US Tops 1M COVID Deaths: 'History Should Judge Us Harshly'

Marcia Frellick

May 17, 2022

Editor's note: Find the latest COVID-19 news and guidance in Medscape's Coronavirus Resource Center.

Amid warnings of a new surge, COVID-19 deaths in the United States topped 1 million today, according to the Johns Hopkins University Coronavirus Resource Center, a chilling and tragic milestone for a pandemic still bringing waves of grief and disrupting lives into a third year.

President Joe Biden last week ordered flags flown at half-staff at the White House and all public buildings and grounds until sunset Monday, imploring Americans to "not grow numb to such sorrow."

By other measures, the nation hit the 1 million mark days or months earlier, which speaks to the difficulty in knowing the true toll of the disease.

The US has the world's highest recorded death toll from the virus and it got there in devastating speed, just 27 months after the first case was confirmed in the US on January 20, 2020.

The US death toll hit 200,000 on September 22, 2020, and gained another 100,000 by December 14. Just a month later the toll hit 400,000 on January 18, 2021, and 500,000 on February 23, 2021.

 

The current 1 million toll is equivalent to the entire state of Delaware or the population of San Jose, California, the 10th largest city in the nation.

 

But suffering is widespread globally.

New estimates from the World Health Organization (WHO), as of May 5, show that the "excess mortality" or the full death toll linked directly or indirectly with COVID-19  between January 1, 2020 and December 31, 2021, was approximately 14.9 million, revised to three times the number reported until that point.

Syra Madad, DHSc, an infectious disease epidemiologist at Harvard's Belfer Center for Science and International Affairs and the New York City hospital systemtold Medscape Medical News the May 5 recalculation by the WHO shows the difficulty in finding a consistent, verifiable number.

The data collection, distribution of information, and communication are all very different by various governmental entities.

She notes there is also much underreporting of COVID mortality in the US. For instance, the death toll doesn't factor in those who died of other issues related to COVID, such as an inability to access healthcare in the pandemic or delays in seeking care, she said.

Dr Syra Madad

Despite entering a new wave on the cusp of summer, and predictions of a surge later this year that could infect 100 million Americans — with the attendant mortality that could bring — the country is currently in a better place, with the pace of deaths and hospitalizations dramatically reduced from earlier this year during Omicron. And vaccine availability means people have the choice to help protect themselves.

Still, Madad said, the Centers for Disease Control and Prevention (CDC) reports COVID-19 is the third leading cause of death.  

"It's unfathomable that a virus that didn't exist a couple of years ago is now the third leading cause of death in the United States," she said.

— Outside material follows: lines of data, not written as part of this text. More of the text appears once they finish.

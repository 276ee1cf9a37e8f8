use colored::*;
use tracing::info;

use crate::terminal::colors;

pub const TOTAL_WIDTH: usize = 64;
pub const PRINT_TARGET: &str = "reachr::print";

#[macro_export]
macro_rules! rprint {
    () => {
        $crate::terminal::print::print("");
    };
    ($msg:expr) => {
        $crate::terminal::print::print($msg);
    };
}

/// Banner, headers, summary and closing rule only show at the default level.
pub fn is_decorated(q_level: u8) -> bool {
    q_level == 0
}

pub fn print(msg: &str) {
    info!(target: PRINT_TARGET, "{msg}");
}

pub fn banner(no_banner: bool, q_level: u8) {
    if no_banner || !is_decorated(q_level) {
        return;
    }

    let text_content: String = format!("⟦ REACHR v{} ⟧ ", env!("CARGO_PKG_VERSION"));
    let text_width: usize = console::measure_text_width(&text_content);
    let text: ColoredString = text_content.bright_green().bold();
    let sep: ColoredString = "═".repeat(TOTAL_WIDTH.saturating_sub(text_width) / 2).bright_black();

    print(&format!("{}{}{}", sep, text, sep));
}

pub fn header(msg: &str, q_level: u8) {
    if !is_decorated(q_level) {
        return;
    }

    let formatted: String = format!("⟦ {} ⟧", msg);
    let msg_len: usize = console::measure_text_width(&formatted);

    let dash_count: usize = TOTAL_WIDTH.saturating_sub(msg_len);
    let left: usize = dash_count / 2;
    let right: usize = dash_count - left;

    let line: ColoredString = format!(
        "{}{}{}",
        "─".repeat(left),
        formatted.to_uppercase().bright_green(),
        "─".repeat(right)
    )
    .bright_black();

    print(&format!("{}", line));
}

pub fn print_status<T: AsRef<str>>(msg: T) {
    let prefix: ColoredString = ">".color(colors::SEPARATOR);
    let message: String = format!("{} {}", prefix, msg.as_ref().color(colors::TEXT_DEFAULT));
    print(&message);
}

pub fn end_of_program(q_level: u8) {
    if !is_decorated(q_level) {
        return;
    }

    print(&format!(
        "{}",
        "═".repeat(TOTAL_WIDTH).color(colors::SEPARATOR)
    ));
}
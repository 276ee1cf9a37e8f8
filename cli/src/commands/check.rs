use std::time::{Duration, Instant};

use colored::*;
use reachr_common::{ReachError, Target, config::Config};
use reachr_core::ReachabilityChecker;
use tracing::debug;

use crate::rprint;
use crate::terminal::{colors, print};

/// Checked when no targets are given on the command line.
const DEFAULT_TARGETS: &[(&str, u16)] = &[
    ("google.com", 80),
    ("apple.com", 80),
    ("cns.als.lbl.gov", 8888),
];

pub async fn check(targets: Vec<Target>, cfg: &Config) -> anyhow::Result<()> {
    let targets: Vec<Target> = if targets.is_empty() {
        default_targets()
    } else {
        targets
    };

    print::header("checking reachability", cfg.quiet);

    let start_time: Instant = Instant::now();
    let mut reachable: usize = 0;

    for target in &targets {
        let checker =
            ReachabilityChecker::with_timeout(target.host.clone(), target.port, cfg.timeout_ms);
        let outcome: Result<bool, ReachError> = checker.is_reachable_async().await;

        if let Err(e) = &outcome {
            debug!("{checker}: {e}");
        }
        if matches!(outcome, Ok(true)) {
            reachable += 1;
        }
        report(&checker, &outcome, cfg);
    }

    print_summary(reachable, targets.len(), start_time.elapsed(), cfg);
    Ok(())
}

fn default_targets() -> Vec<Target> {
    DEFAULT_TARGETS
        .iter()
        .map(|(host, port)| Target::new(*host, *port))
        .collect()
}

fn report(checker: &ReachabilityChecker, outcome: &Result<bool, ReachError>, cfg: &Config) {
    if !should_report(outcome, cfg.quiet) {
        return;
    }

    let line: String = outcome_line(checker, outcome);
    let colored_line: ColoredString = match outcome {
        Ok(true) => line.color(colors::REACHABLE),
        Ok(false) => line.color(colors::UNREACHABLE),
        Err(_) => line.color(colors::ACCENT),
    };
    print::print(&colored_line.to_string());
}

/// At `-qq` only reachable hosts are listed.
fn should_report(outcome: &Result<bool, ReachError>, q_level: u8) -> bool {
    q_level < 2 || matches!(outcome, Ok(true))
}

/// The human-readable verdict for one checker.
pub fn outcome_line(checker: &ReachabilityChecker, outcome: &Result<bool, ReachError>) -> String {
    match outcome {
        Ok(true) => format!("{checker} is reachable"),
        Ok(false) => format!("{checker} is not reachable"),
        Err(_) => String::from("there was an error"),
    }
}

fn print_summary(reachable: usize, total: usize, total_time: Duration, cfg: &Config) {
    if !print::is_decorated(cfg.quiet) {
        return;
    }

    rprint!();
    let unit: &str = if total == 1 { "host" } else { "hosts" };
    print::print_status(format!(
        "{} of {} {} reachable in {:.2}s",
        reachable.to_string().color(colors::PRIMARY).bold(),
        total,
        unit,
        total_time.as_secs_f64()
    ));
}
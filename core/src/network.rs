pub mod tcp;
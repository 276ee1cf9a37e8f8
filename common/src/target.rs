//! # Check Target Model
//!
//! Parses the `host[:port]` strings handed to the checker on the command line.
//!
//! Accepted forms:
//! * A host name or IPv4 address (`example.com`, `192.168.10.10`).
//! * Either of the above with a port (`example.com:443`).
//! * A bracketed IPv6 literal, with or without a port (`[::1]`, `[::1]:22`).
//! * A bare IPv6 literal (`::1`), which never carries a port.

use std::fmt;
use std::net::Ipv6Addr;
use std::str::FromStr;

use crate::{DEFAULT_PORT, ReachError};

/// A single endpoint to check.
#[derive(Clone, Debug, PartialEq, Eq)]
pub struct Target {
    pub host: String,
    pub port: u16,
}

impl Target {
    pub fn new(host: impl Into<String>, port: u16) -> Self {
        Self {
            host: host.into(),
            port,
        }
    }
}

impl fmt::Display for Target {
    fn fmt(&self, f: &mut fmt::Formatter<'_>) -> fmt::Result {
        if self.host.contains(':') {
            write!(f, "[{}]:{}", self.host, self.port)
        } else {
            write!(f, "{}:{}", self.host, self.port)
        }
    }
}

impl FromStr for Target {
    type Err = ReachError;

    /// Parses a string into a `Target`, falling back to port 80.
    fn from_str(s: &str) -> Result<Self, Self::Err> {
        let s = s.trim();

        if let Some(rest) = s.strip_prefix('[') {
            return parse_bracketed(rest, s);
        }

        if s.parse::<Ipv6Addr>().is_ok() {
            return Ok(Target::new(s, DEFAULT_PORT));
        }

        match s.rsplit_once(':') {
            Some((host, port_str)) => {
                let port = parse_port(port_str, s)?;
                Ok(Target::new(non_empty_host(host, s)?, port))
            }
            None => Ok(Target::new(non_empty_host(s, s)?, DEFAULT_PORT)),
        }
    }
}

/// Parses the remainder of `[v6]` or `[v6]:port` after the opening bracket.
fn parse_bracketed(rest: &str, original_s: &str) -> Result<Target, ReachError> {
    let Some((host, tail)) = rest.split_once(']') else {
        return Err(ReachError::InvalidTarget(format!(
            "missing ']' in '{original_s}'"
        )));
    };

    let host = non_empty_host(host, original_s)?;

    if tail.is_empty() {
        return Ok(Target::new(host, DEFAULT_PORT));
    }

    match tail.strip_prefix(':') {
        Some(port_str) => Ok(Target::new(host, parse_port(port_str, original_s)?)),
        None => Err(ReachError::InvalidTarget(format!(
            "unexpected '{tail}' after ']' in '{original_s}'"
        ))),
    }
}

fn parse_port(port_str: &str, original_s: &str) -> Result<u16, ReachError> {
    match port_str.parse::<u16>() {
        Ok(0) => Err(ReachError::InvalidTarget(format!(
            "port 0 is not usable in '{original_s}'"
        ))),
        Ok(port) => Ok(port),
        Err(e) => Err(ReachError::InvalidTarget(format!(
            "invalid port '{port_str}' in '{original_s}': {e}"
        ))),
    }
}

fn non_empty_host<'a>(host: &'a str, original_s: &str) -> Result<&'a str, ReachError> {
    if host.is_empty() {
        return Err(ReachError::InvalidTarget(format!(
            "missing host in '{original_s}'"
        )));
    }
    Ok(host)
}

// ╔════════════════════════════════════════════╗
// ║ ████████╗███████╗███████╗████████╗███████╗ ║
// ║ ╚══██╔══╝██╔════╝██╔════╝╚══██╔══╝██╔════╝ ║
// ║    ██║   █████╗  ███████╗   ██║   ███████╗ ║
// ║    ██║   ██╔══╝  ╚════██║   ██║   ╚════██║ ║
// ║    ██║   ███████╗███████║   ██║   ███████║ ║
// ║    ╚═╝   ╚══════╝╚══════╝   ╚═╝   ╚══════╝ ║
// ╚════════════════════════════════════════════╝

"History should judge us harshly on the number of people that we could have prevented from getting infected, and from hospitalization and even dying," Madad said, citing early missteps in use of tools and mitigation measures and often poor communication of health information.

Four Times the Early Worst-Case Projections

One million deaths is a number no one thought possible in the early months of the pandemic, said Chris Beyrer, MD, MPH, an epidemiologist at the Johns Hopkins Bloomberg School of Public Health in Baltimore.

Dr Chris Beyrer

He said it is four times the highest number predicted by Anthony Fauci, MD, and Deborah L. Birx, MD, when leading the COVID response team, in March 2020. "One of the things this tragically underscores is that you can never get back the early phase of a response to a disease outbreak," he said. "Very quickly the response got politicized into red and to blue."

"We did not have the kind of mobilization many other countries did," Beyrer said,

Critical time and lives were lost in the early days with the lack of personal protective equipment, ambivalence around public masking (with a focus on saving the masks for healthcare workers), and poor social distancing protocols.

Testing was one of the biggest disasters, he said.

"People were waiting in line for hours ill. That, it turns out, is a disastrous approach. We really paid for those early mistakes," Beyrer said.

The "magnificent success" of the pandemic, on the other hand, came in vaccine development.

"The vaccines and the antivirals are the reason we're not going to have 2 million deaths," he said.

40% Know Someone Who Has Died from COVID

Beyrer said the most telling statistic is that 4 out of 10 American adults know at least one person who died of COVID, according to recent data from the COVID States Project.

Dr Cindy Prins

Cindy Prins, PhD, MPH, clinical associate professor of epidemiology at University of Florida College of Public Health & Health Professions in Gainesville, underscored the tragedy.

"I really don't think it had to be this many. There were points in this pandemic where people's lives could have been saved," she told Medscape Medical News.

Vaccines could have prevented so many more deaths, Prins said, but the messages got muddied.

She gave an example that when Omicron raged, the message was, "It's not so bad. It's mild."

Those are 1 million loved ones. Every one of these people has a face and a story and people who cared about them and lost them. Dr Cindy Prins

That gave people reluctant to get vaccinated more support for their position, she said,. explaining that comparisons between risk of not getting vaccinated and risk of vaccination were not explicit enough.

The 1 million number can have a numbing effect, Prins said, just as the duration of the pandemic has people saying, "I'm done."

"It's a hard number for people to comprehend," she said. But remembering is critical.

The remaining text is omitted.